В сухих, мраморно-белых руках он держал маленькую репродукцию. Это было фото из журнала, наклеенное на картон.
— Она помялась, — сказал я, — и запачкалась, я не могу ничего разглядеть.
— Кое-что еще можно различить, — ответил он. — Я всюду ношу ее с собой, все эти годы. Это — мой крест.
Картина изображала истерзанного Христа. Жалким, детским движением пытался он зажать рану на боку, из которой струилась кровь. Боль на лицах истязаемого, его матери и его друга Иоанна была изображена с особой жестокостью, она подчеркивалась грубым, темным крестом, пересекающим холст наискосок. Маленькие ангелы с мрачными лицами, несущие орудия пытки, заполняли остальное пространство, создавая достаточно плотную толпу, а на лице страдальца застыло загнанное выражение, как у человека, попавшего в ловушку.

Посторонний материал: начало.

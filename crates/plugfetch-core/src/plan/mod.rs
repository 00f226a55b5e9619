//! Command plan synthesis.
//!
//! Builds the ordered command list that fetches an accepted URL into a
//! destination and, for archives, extracts and flattens it. Tool choice
//! follows fixed preference orders: native tools first, `python3` as the
//! universal fallback. A plan is either fully runnable with the probed tools
//! or empty; cleanup is the only step that may be silently dropped.

mod command;
mod python;

pub use command::{Command, CommandPlan};

use std::path::Path;

use crate::archive::{self, ArchiveKind};
use crate::probe::{ToolAvailability, ToolProbe};
use crate::temp_path::TempPathProvider;
use crate::url_model::CanonicalUrl;

const DOWNLOADERS: &[&str] = &["curl", "wget"];
/// Probed up front for archives, in this order.
const ARCHIVE_TOOLS: &[&str] = &["unzip", "tar", "python3", "rm", "cp", "rsync"];

fn path_arg(path: &Path) -> String {
    path.to_string_lossy().into_owned()
}

/// Builds the fetch (and extract) plan for `url` into `destination`.
///
/// Archives (see [`archive::looks_like_archive`]) are extracted into the
/// `destination` directory; anything else is written to `destination` as a
/// single file. Returns an empty plan when the available tools cannot
/// satisfy the request.
pub fn build_plan(
    url: &CanonicalUrl,
    destination: &Path,
    probe: &dyn ToolProbe,
    temp: &dyn TempPathProvider,
) -> CommandPlan {
    let mut tools = ToolAvailability::new(probe);
    let steps = if archive::looks_like_archive(url.host(), url.path()) {
        archive_steps(url, destination, &mut tools, temp)
    } else {
        single_file_steps(url, destination, &mut tools)
    };

    match steps {
        Some(commands) => {
            let mut plan = CommandPlan::new();
            for command in commands {
                tracing::debug!(%url, step = %command, "planned");
                plan.push(command);
            }
            plan
        }
        None => {
            tracing::warn!(%url, dest = %destination.display(), "no usable tool chain; plan is empty");
            CommandPlan::new()
        }
    }
}

fn download(tool: &str, url: &CanonicalUrl, target: &str) -> Command {
    match tool {
        "curl" => Command::new("curl", ["-L", "--fail", "-sSf", "-o", target, url.as_str()]),
        _ => Command::new("wget", ["-q", "-O", target, url.as_str()]),
    }
}

fn mkdir_p(dir: &Path) -> Command {
    Command::new("mkdir", ["-p".to_string(), path_arg(dir)])
}

fn single_file_steps(
    url: &CanonicalUrl,
    destination: &Path,
    tools: &mut ToolAvailability<'_>,
) -> Option<Vec<Command>> {
    let parent = match destination.parent() {
        Some(p) if !p.as_os_str().is_empty() => p,
        _ => Path::new("."),
    };
    let downloader = tools.first_of(DOWNLOADERS)?;
    Some(vec![
        mkdir_p(parent),
        download(downloader, url, &path_arg(destination)),
    ])
}

fn archive_steps(
    url: &CanonicalUrl,
    destination: &Path,
    tools: &mut ToolAvailability<'_>,
    temp: &dyn TempPathProvider,
) -> Option<Vec<Command>> {
    let downloader = tools.first_of(DOWNLOADERS)?;
    for &tool in ARCHIVE_TOOLS {
        tools.has(tool);
    }

    let blob = path_arg(&temp.temp_file());
    let staging = path_arg(&temp.temp_dir());
    let dest = path_arg(destination);
    let (blob_arg, staging_arg, dest_arg) = (blob.as_str(), staging.as_str(), dest.as_str());

    let mut steps = vec![mkdir_p(destination), download(downloader, url, blob_arg)];

    let kind = archive::kind_of(url.path());
    let staged = match kind {
        ArchiveKind::Zip => {
            if tools.has("unzip") {
                steps.push(Command::new("unzip", ["-o", blob_arg, "-d", staging_arg]));
            } else if tools.has("python3") {
                steps.push(Command::new("python3", ["-c", python::ZIP_EXTRACT, blob_arg, staging_arg]));
            } else {
                return None;
            }
            true
        }
        // Archive-flagged paths without a known suffix get tar handling.
        ArchiveKind::Tar | ArchiveKind::None => {
            if tools.has("tar") {
                steps.push(Command::new(
                    "tar",
                    ["-xf", blob_arg, "-C", dest_arg, "--strip-components=1"],
                ));
                false
            } else if tools.has("python3") {
                steps.push(Command::new("python3", ["-c", python::TAR_EXTRACT, blob_arg, staging_arg]));
                true
            } else {
                return None;
            }
        }
    };

    if staged {
        steps.push(move_step(tools, staging_arg, dest_arg)?);
    }

    if tools.has("rm") {
        steps.push(Command::new("rm", ["-f", blob_arg]));
        if staged {
            steps.push(Command::new("rm", ["-rf", staging_arg]));
        }
    }

    Some(steps)
}

/// Relocates staged content into the destination; `None` when no mover exists.
fn move_step(tools: &mut ToolAvailability<'_>, staging: &str, dest: &str) -> Option<Command> {
    if tools.has("python3") {
        Some(Command::new("python3", ["-c", python::FLATTEN_MOVE, staging, dest]))
    } else if tools.has("cp") {
        Some(Command::new("cp", ["-a".to_string(), format!("{staging}/."), dest.to_string()]))
    } else if tools.has("rsync") {
        Some(Command::new("rsync", ["-a".to_string(), format!("{staging}/"), dest.to_string()]))
    } else {
        None
    }
}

— Видишь? — спросил Хайнц. — Это — мое страдание. Страдание, входящее в противоречие с их добропорядочностью, их невозмутимостью, если хочешь.
— Кого — их? — спросил я.
— Монахов, которые там живут не ради того, чтобы принадлежать к сообществу, как желал этого я, не ради красоты литургии, но из потребности в том, что за всем этим скрывается. Я был заворожен, приведен в восторг не мудростью псалмов, не, того хуже, их содержанием, не роскошью облачений и благородством жестов, а этим, этим и этим.

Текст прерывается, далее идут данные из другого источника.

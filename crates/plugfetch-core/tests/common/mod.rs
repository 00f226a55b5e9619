#[allow(dead_code)]
pub mod fake_host;
//! CLI for plugfetch.

mod commands;

use anyhow::Result;
use clap::{Parser, Subcommand};
use clap_complete::Shell;
use std::path::PathBuf;

use commands::{run_completions, run_detect, run_man, run_name, run_plan, PlanOptions};

/// Top-level CLI for plugfetch.
#[derive(Debug, Parser)]
#[command(name = "plugfetch")]
#[command(about = "plugfetch: plan fetch/extract commands for plugin archive URLs", long_about = None)]
pub struct Cli {
    #[command(subcommand)]
    pub command: CliCommand,
}

#[derive(Debug, Subcommand)]
pub enum CliCommand {
    /// Show where a plugin URL would be installed.
    Detect {
        /// Plugin source URL (archive, release asset, or raw file).
        url: String,
        /// Base directory (overrides `base_path` from config).
        #[arg(long, value_name = "PATH")]
        base: Option<PathBuf>,
    },

    /// Print the local directory name derived from a URL.
    Name {
        /// Plugin source URL.
        url: String,
    },

    /// Print the command plan that fetches a URL. Nothing is executed.
    Plan {
        /// Plugin source URL.
        url: String,
        /// Destination path (default: the detected install path).
        #[arg(long, value_name = "PATH")]
        dest: Option<PathBuf>,
        /// Base directory (overrides `base_path` from config).
        #[arg(long, value_name = "PATH")]
        base: Option<PathBuf>,
        /// Comma-separated tool list to plan against instead of probing PATH.
        #[arg(long, value_name = "TOOLS")]
        tools: Option<String>,
        /// Emit the plan as JSON.
        #[arg(long)]
        json: bool,
    },

    /// Generate shell completions.
    Completions {
        /// Target shell.
        shell: Shell,
    },

    /// Render the man page to stdout.
    Man,
}

impl CliCommand {
    pub fn run_from_args() -> Result<()> {
        let cli = Cli::parse();

        match cli.command {
            CliCommand::Detect { url, base } => run_detect(&url, base)?,
            CliCommand::Name { url } => run_name(&url)?,
            CliCommand::Plan {
                url,
                dest,
                base,
                tools,
                json,
            } => run_plan(
                &url,
                PlanOptions {
                    dest,
                    base,
                    tools,
                    json,
                },
            )?,
            CliCommand::Completions { shell } => run_completions(shell)?,
            CliCommand::Man => run_man()?,
        }

        Ok(())
    }
}

#[cfg(test)]
mod tests;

Он указал на раны Человека, изображенного на картинке, и это выглядело так, словно он яростно наносил их.
— Для меня он всегда был человеком, которого, несмотря на невиновность, избили и распяли — так в те времена казнили разбойников. Святой, может быть — пророк, а может быть — даже Бог? Его божественность преследовала меня все время — и поэтому тоже у меня не было права оставаться в монастыре. Может быть, я мог остаться там, исповедуя скептицизм, но я не был скептиком. Для меня он оставался израненным человеком, человеком, имеющим право упрекать нас с высоты своих страданий, а для них он был человеком призванным. О, я прекрасно знал, что скрывается за лицами, которые я непрестанно видел вокруг себя, — добропорядочными, как на портретах примитивистов. Человек Христос, посредник сил гипостатического общества, здесь, на этой картинке, страдающий. И предложение пожертвовать свою жизнь Богу ради искупления грехов человечества, и те священники, которые это предложение поддержали, их святость, подчиненная священникам высшего ранга, — все они суть беспрерывное Страдание Христово.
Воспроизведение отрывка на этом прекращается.